_Exercise:_ Every line below should be repeated exactly as written.

_Data for this exercise:_
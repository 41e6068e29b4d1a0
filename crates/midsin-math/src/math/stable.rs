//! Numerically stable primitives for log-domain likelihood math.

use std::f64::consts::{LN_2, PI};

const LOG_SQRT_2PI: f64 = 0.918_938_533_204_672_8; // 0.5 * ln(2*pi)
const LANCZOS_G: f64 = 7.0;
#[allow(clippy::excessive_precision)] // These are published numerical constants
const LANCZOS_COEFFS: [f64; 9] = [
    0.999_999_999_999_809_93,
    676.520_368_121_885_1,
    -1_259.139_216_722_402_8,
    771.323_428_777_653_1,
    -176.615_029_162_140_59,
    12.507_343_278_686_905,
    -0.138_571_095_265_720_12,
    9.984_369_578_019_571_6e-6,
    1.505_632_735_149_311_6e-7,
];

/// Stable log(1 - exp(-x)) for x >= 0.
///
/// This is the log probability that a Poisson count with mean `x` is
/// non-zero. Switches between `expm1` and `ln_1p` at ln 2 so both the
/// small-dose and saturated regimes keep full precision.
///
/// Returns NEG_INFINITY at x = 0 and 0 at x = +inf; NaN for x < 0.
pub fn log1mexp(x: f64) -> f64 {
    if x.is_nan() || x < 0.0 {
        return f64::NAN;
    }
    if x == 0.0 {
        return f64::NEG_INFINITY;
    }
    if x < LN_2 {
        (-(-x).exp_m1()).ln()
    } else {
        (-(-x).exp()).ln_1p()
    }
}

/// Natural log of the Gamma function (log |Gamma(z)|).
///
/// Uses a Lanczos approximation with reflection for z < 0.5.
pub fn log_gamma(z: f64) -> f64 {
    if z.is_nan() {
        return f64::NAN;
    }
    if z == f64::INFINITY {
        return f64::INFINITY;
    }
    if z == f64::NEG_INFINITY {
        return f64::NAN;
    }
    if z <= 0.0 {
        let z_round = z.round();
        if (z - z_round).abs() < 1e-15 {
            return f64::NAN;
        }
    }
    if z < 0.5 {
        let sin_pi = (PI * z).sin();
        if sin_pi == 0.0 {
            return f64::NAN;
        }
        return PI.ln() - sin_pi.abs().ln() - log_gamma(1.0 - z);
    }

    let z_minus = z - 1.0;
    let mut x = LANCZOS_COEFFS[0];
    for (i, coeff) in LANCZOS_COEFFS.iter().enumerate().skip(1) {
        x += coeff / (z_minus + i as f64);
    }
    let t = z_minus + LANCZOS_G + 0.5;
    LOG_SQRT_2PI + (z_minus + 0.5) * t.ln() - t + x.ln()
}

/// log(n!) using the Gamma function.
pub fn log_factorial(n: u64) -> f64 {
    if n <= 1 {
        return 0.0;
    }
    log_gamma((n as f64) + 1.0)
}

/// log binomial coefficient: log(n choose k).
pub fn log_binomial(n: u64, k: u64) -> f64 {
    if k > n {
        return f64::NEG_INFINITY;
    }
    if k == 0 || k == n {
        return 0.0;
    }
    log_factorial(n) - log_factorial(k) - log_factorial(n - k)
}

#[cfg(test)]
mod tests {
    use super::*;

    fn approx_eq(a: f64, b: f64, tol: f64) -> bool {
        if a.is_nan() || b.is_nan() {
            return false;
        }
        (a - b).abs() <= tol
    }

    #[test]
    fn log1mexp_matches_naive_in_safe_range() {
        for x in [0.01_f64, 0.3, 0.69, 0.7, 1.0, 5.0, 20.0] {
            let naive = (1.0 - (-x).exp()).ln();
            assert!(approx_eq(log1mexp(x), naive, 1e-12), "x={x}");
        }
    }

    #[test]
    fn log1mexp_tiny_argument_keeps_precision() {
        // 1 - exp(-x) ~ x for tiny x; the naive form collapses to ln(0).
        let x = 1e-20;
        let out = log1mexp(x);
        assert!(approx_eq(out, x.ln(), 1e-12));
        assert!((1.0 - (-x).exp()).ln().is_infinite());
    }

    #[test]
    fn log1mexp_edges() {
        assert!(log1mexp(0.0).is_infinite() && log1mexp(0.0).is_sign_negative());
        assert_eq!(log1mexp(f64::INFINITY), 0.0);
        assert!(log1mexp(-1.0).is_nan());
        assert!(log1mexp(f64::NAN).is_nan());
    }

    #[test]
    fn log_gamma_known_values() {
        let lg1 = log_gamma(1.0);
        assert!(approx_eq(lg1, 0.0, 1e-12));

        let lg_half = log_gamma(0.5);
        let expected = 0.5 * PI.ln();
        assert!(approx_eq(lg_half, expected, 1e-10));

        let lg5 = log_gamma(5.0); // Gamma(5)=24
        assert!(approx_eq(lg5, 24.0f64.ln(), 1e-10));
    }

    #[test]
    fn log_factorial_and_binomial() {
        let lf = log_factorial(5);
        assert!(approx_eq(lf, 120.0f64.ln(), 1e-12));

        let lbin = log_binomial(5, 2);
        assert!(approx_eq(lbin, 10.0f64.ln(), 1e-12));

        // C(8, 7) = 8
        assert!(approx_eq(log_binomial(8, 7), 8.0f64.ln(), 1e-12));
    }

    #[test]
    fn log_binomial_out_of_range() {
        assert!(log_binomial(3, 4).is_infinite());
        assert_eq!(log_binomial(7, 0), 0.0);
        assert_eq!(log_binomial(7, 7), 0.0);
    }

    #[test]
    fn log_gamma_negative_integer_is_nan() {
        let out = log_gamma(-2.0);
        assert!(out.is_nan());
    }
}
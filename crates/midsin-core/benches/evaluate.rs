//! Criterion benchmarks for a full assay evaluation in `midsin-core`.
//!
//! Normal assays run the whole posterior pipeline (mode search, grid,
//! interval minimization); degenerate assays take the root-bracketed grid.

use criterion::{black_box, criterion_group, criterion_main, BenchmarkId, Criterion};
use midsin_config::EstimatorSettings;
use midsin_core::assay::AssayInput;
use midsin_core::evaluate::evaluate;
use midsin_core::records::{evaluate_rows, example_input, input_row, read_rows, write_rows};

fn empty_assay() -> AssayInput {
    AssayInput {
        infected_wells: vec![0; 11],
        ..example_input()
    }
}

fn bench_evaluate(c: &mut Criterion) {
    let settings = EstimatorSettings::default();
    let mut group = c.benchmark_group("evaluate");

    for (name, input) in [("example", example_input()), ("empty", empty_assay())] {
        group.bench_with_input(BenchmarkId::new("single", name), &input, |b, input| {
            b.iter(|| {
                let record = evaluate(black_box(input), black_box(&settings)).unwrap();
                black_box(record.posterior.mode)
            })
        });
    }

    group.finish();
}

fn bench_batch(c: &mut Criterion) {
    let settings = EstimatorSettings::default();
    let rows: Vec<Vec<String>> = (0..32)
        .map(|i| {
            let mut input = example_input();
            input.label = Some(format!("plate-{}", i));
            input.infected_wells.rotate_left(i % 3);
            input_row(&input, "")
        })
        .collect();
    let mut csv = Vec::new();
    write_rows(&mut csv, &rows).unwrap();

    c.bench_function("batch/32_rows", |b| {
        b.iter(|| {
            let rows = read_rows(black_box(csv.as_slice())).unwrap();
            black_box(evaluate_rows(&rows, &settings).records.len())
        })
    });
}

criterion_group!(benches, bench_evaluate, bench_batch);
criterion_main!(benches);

_Answer:_
repository 41e6068e29b4d1a0
filename crates/midsin-math/src/math/stable.rs
//! Numerically stable primitives for log-domain likelihood math.

use std::f64::consts::{LN_2, PI};

const LOG_SQRT_2PI: f64 = 0.918_938_533_204_672_8; // 0.5 * ln(2*pi)
const LANCZOS_G: f64 = 7.0;
#[allow(clippy::excessive_precision)] // These are published numerical constants
const LANCZOS_COEFFS: [f64; 9] = [
    0.999_999_999_999_809_93,
    676.520_368_121_885_1,
    -1_259.139_216_722_402_8,
    771.323_428_777_653_1,
    -176.615_029_162_140_59,
    12.507_343_278_686_905,
    -0.138_571_095_265_720_12,
    9.984_369_578_019_571_6e-6,
    1.505_632_735_149_311_6e-7,
];

/// Stable log(1 - exp(-x)) for x >= 0.
///
/// This is the log probability that a Poisson count with mean `x` is
/// non-zero. Switches between `expm1` and `ln_1p` at ln 2 so both the
/// small-dose and saturated regimes keep full precision.
///
/// Returns NEG_INFINITY at x = 0 and 0 at x = +inf; NaN for x < 0.
pub fn log1mexp(x: f64) -> f64 {
    if x.is_nan() || x < 0.0 {
        return f64::NAN;
    }
    if x == 0.0 {
        return f64::NEG_INFINITY;
    }
    if x < LN_2 {
        (-(-x).exp_m1()).ln()
    } else {
        (-(-x).exp()).ln_1p()
    }
}

/// Natural log of the Gamma function (log |Gamma(z)|).
///
/// Uses a Lanczos approximation with reflection for z < 0.5.
pub fn log_gamma(z: f64) -> f64 {
    if z.is_nan() {
        return f64::NAN;
    }
    if z == f64::INFINITY {
        return f64::INFINITY;
    }
    if z == f64::NEG_INFINITY {
        return f64::NAN;
    }
    if z <= 0.0 {
        let z_round = z.round();
        if (z - z_round).abs() < 1e-15 {
            return f64::NAN;
        }
    }
    if z < 0.5 {
        let sin_pi = (PI * z).sin();
        if sin_pi == 0.0 {
            return f64::NAN;
        }
        return PI.ln() - sin_pi.abs().ln() - log_gamma(1.0 - z);
    }

    let z_minus = z - 1.0;
    let mut x = LANCZOS_COEFFS[0];
    for (i, coeff) in LANCZOS_COEFFS.iter().enumerate().skip(1) {
        x += coeff / (z_minus + i as f64);
    }
    let t = z_minus + LANCZOS_G + 0.5;
    LOG_SQRT_2PI + (z_minus + 0.5) * t.ln() - t + x.ln()
}

/// log(n!) using the Gamma function.
pub fn log_factorial(n: u64) -> f64 {
    if n <= 1 {
        return 0.0;
    }
    log_gamma((n as f64) + 1.0)
}

/// log binomial coefficient: log(n choose k).
pub fn log_binomial(n: u64, k: u64) -> f64 {
    if k > n {
        return f64::NEG_INFINITY;
    }
    if k == 0 || k == n {
        return 0.0;
    }
    log_factorial(n) - log_factorial(k) - log_factorial(n - k)
}

#[cfg(test)]
mod tests {
    use super::*;

    fn approx_eq(a: f64, b: f64, tol: f64) -> bool {
        if a.is_nan() || b.is_nan() {
            return false;
        }
        (a - b).abs() <= tol
    }

    #[test]
    fn log1mexp_matches_naive_in_safe_range() {
        for x in [0.01_f64, 0.3, 0.69, 0.7, 1.0, 5.0, 20.0] {
            let naive = (1.0 - (-x).exp()).ln();
            assert!(approx_eq(log1mexp(x), naive, 1e-12), "x={x}");
        }
    }

    #[test]
    fn log1mexp_tiny_argument_keeps_precision() {
        // 1 - exp(-x) ~ x for tiny x; the naive form collapses to ln(0).
        let x = 1e-20;
        let out = log1mexp(x);
        assert!(approx_eq(out, x.ln(), 1e-12));
        assert!((1.0 - (-x).exp()).ln().is_infinite());
    }

    #[test]
    fn log1mexp_edges() {
        assert!(log1mexp(0.0).is_infinite() && log1mexp(0.0).is_sign_negative());
        assert_eq!(log1mexp(f64::INFINITY), 0.0);
        assert!(log1mexp(-1.0).is_nan());
        assert!(log1mexp(f64::NAN).is_nan());
    }

    #[test]
    fn log_gamma_known_values() {
        let lg1 = log_gamma(1.0);
        assert!(approx_eq(lg1, 0.0, 1e-12));

        let lg_half = log_gamma(0.5);
        let expected = 0.5 * PI.ln();
        assert!(approx_eq(lg_half, expected, 1e-10));

        let lg5 = log_gamma(5.0); // Gamma(5)=24
        assert!(approx_eq(lg5, 24.0f64.ln(), 1e-10));
    }

    #[test]
    fn log_factorial_and_binomial() {
        let lf = log_factorial(5);
        assert!(approx_eq(lf, 120.0f64.ln(), 1e-12));

        let lbin = log_binomial(5, 2);
        assert!(approx_eq(lbin, 10.0f64.ln(), 1e-12));

        // C(8, 7) = 8
        assert!(approx_eq(log_binomial(8, 7), 8.0f64.ln(), 1e-12));
    }

    #[test]
    fn log_binomial_out_of_range() {
        assert!(log_binomial(3, 4).is_infinite());
        assert_eq!(log_binomial(7, 0), 0.0);
        assert_eq!(log_binomial(7, 7), 0.0);
    }

    #[test]
    fn log_gamma_negative_integer_is_nan() {
        let out = log_gamma(-2.0);
        assert!(out.is_nan());
    }
}
filename crates/midsin-core/benches/evaluate.rs
//! Criterion benchmarks for a full assay evaluation in `midsin-core`.
//!
//! Normal assays run the whole posterior pipeline (mode search, grid,
//! interval minimization); degenerate assays take the root-bracketed grid.

use criterion::{black_box, criterion_group, criterion_main, BenchmarkId, Criterion};
use midsin_config::EstimatorSettings;
use midsin_core::assay::AssayInput;
use midsin_core::evaluate::evaluate;
use midsin_core::records::{evaluate_rows, example_input, input_row, read_rows, write_rows};

fn empty_assay() -> AssayInput {
    AssayInput {
        infected_wells: vec![0; 11],
        ..example_input()
    }
}

fn bench_evaluate(c: &mut Criterion) {
    let settings = EstimatorSettings::default();
    let mut group = c.benchmark_group("evaluate");

    for (name, input) in [("example", example_input()), ("empty", empty_assay())] {
        group.bench_with_input(BenchmarkId::new("single", name), &input, |b, input| {
            b.iter(|| {
                let record = evaluate(black_box(input), black_box(&settings)).unwrap();
                black_box(record.posterior.mode)
            })
        });
    }

    group.finish();
}

fn bench_batch(c: &mut Criterion) {
    let settings = EstimatorSettings::default();
    let rows: Vec<Vec<String>> = (0..32)
        .map(|i| {
            let mut input = example_input();
            input.label = Some(format!("plate-{}", i));
            input.infected_wells.rotate_left(i % 3);
            input_row(&input, "")
        })
        .collect();
    let mut csv = Vec::new();
    write_rows(&mut csv, &rows).unwrap();

    c.bench_function("batch/32_rows", |b| {
        b.iter(|| {
            let rows = read_rows(black_box(csv.as_slice())).unwrap();
            black_box(evaluate_rows(&rows, &settings).records.len())
        })
    });
}

criterion_group!(benches, bench_evaluate, bench_batch);
criterion_main!(benches);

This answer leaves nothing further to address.